Non è l’unico nuovo provvedimento sulla scuola a far discutere. Il consiglio dei ministri ha approvato anche un disegno di legge con misure a tutela del personale scolastico: la risposta ai tanti atti di violenza compiuti dai genitori dei ragazzi ai danni di dirigenti e insegnanti. Le norme prevedono l’arresto obbligatorio in flagranza del colpevole, il quale dovrà scontare una pena aggravata se le lesioni sono procurate ai dirigenti o agli insegnanti «nell’esercizio o a causa delle funzioni o del servizio». Oggi la reclusione, in caso di lesioni lievi, va da sei mesi a tre anni; con le nuove norme il periodo di pena varia da due a cinque anni, che possono salire a sedici in caso di «lesioni personali gravi o gravissime».
Pure queste norme sono state contestate da sinistra. In particolare dalla Rete degli Studenti medi, che accusa il governo di «creare narrazioni volte a criminalizzare un’intera generazione» e chiede che l’educazione sessuale «sia obbligatoria fin dall’asilo», poiché «la violenza di genere e il patriarcato si combattono culturalmente a partire dalle scuole». Del resto, la Rete è legata alla Cgil: assieme all’Unione degli universitari, nel 2023 ha ricevuto dal sindacato di Maurizio Landini un contributo di 130mila euro, in linea con gli anni precedenti.
Un decreto, anch’esso approvato ieri, disciplina poi le ipotesi in cui lo studente prende 5 in condotta e dunque viene bocciato: rientrano nella categoria anche i casi di bullismo grave. Con il 6 in condotta, invece, lo studente sarà rimandato a settembre, quando dovrà sostenere un esame sui valori ai quali ha mancato di rispetto col suo comportamento.
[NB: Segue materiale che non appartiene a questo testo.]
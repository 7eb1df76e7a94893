//! Embedding provider abstraction and an OpenAI-compatible HTTP backend.

pub mod error;
pub mod http;
#[cfg(feature = "mock")]
pub mod mock;
pub mod openai;
pub mod provider;
pub mod retry;

pub use error::LlmError;
pub use provider::EmbeddingProvider;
Un quarto provvedimento, infine, cambia le regole della sospensione: lo studente dovrà continuare a frequentare le lezioni e approfondire in elaborati scritti le ragioni e le conseguenze della propria cattiva condotta. Perle sospensioni superiori ai due giorni sarà obbligatorio svolgere servizio nelle mense dei poveri, nelle case di riposo o nella cura dei locali scolastici.